# DIRECTIONS FOR THIS TASK
Only the lines from the top of the data through the one with "use; admin mutations" are to be written out, each exactly as it stands.

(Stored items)

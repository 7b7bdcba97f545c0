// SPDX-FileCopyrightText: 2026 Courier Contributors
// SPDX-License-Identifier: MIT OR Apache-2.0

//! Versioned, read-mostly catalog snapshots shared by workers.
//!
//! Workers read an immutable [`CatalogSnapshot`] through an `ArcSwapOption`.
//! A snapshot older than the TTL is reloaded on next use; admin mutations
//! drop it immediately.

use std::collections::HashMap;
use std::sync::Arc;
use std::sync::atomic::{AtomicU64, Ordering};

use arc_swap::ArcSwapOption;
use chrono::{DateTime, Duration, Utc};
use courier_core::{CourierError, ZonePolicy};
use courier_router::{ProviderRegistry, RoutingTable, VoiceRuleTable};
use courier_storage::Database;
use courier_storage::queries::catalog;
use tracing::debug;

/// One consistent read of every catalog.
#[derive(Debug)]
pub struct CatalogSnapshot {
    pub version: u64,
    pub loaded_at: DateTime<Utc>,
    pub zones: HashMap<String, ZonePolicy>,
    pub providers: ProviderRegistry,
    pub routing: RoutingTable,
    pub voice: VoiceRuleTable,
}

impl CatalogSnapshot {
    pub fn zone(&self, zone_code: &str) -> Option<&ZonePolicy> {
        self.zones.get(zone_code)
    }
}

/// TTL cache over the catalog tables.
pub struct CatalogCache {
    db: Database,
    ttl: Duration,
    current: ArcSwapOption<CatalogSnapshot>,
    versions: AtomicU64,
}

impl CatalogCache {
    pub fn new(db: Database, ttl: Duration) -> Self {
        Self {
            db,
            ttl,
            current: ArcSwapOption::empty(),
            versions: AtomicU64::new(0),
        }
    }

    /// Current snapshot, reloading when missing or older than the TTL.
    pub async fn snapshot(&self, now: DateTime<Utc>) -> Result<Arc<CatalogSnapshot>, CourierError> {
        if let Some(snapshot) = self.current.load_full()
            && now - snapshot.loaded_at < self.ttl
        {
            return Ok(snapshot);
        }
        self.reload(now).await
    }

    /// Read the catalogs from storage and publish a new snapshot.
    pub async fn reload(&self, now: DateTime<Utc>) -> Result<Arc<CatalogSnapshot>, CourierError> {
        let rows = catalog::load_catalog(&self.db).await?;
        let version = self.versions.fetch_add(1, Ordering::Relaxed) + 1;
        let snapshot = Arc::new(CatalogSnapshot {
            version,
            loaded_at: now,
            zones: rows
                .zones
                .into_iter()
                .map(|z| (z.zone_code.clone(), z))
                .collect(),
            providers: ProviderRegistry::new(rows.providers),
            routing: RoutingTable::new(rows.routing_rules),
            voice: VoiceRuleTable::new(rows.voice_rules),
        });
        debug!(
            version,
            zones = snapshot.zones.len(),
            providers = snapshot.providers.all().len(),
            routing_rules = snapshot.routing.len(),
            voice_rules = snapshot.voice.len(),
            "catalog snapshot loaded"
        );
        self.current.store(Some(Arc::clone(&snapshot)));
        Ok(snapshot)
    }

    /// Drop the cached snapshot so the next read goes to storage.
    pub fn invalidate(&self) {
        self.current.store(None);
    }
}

# EXERCISE ANSWER
repository 7b7bdcba97f545c0
// SPDX-FileCopyrightText: 2026 Courier Contributors
// SPDX-License-Identifier: MIT OR Apache-2.0

//! Versioned, read-mostly catalog snapshots shared by workers.
//!
//! Workers read an immutable [`CatalogSnapshot`] through an `ArcSwapOption`.
//! A snapshot older than the TTL is reloaded on next use; admin mutations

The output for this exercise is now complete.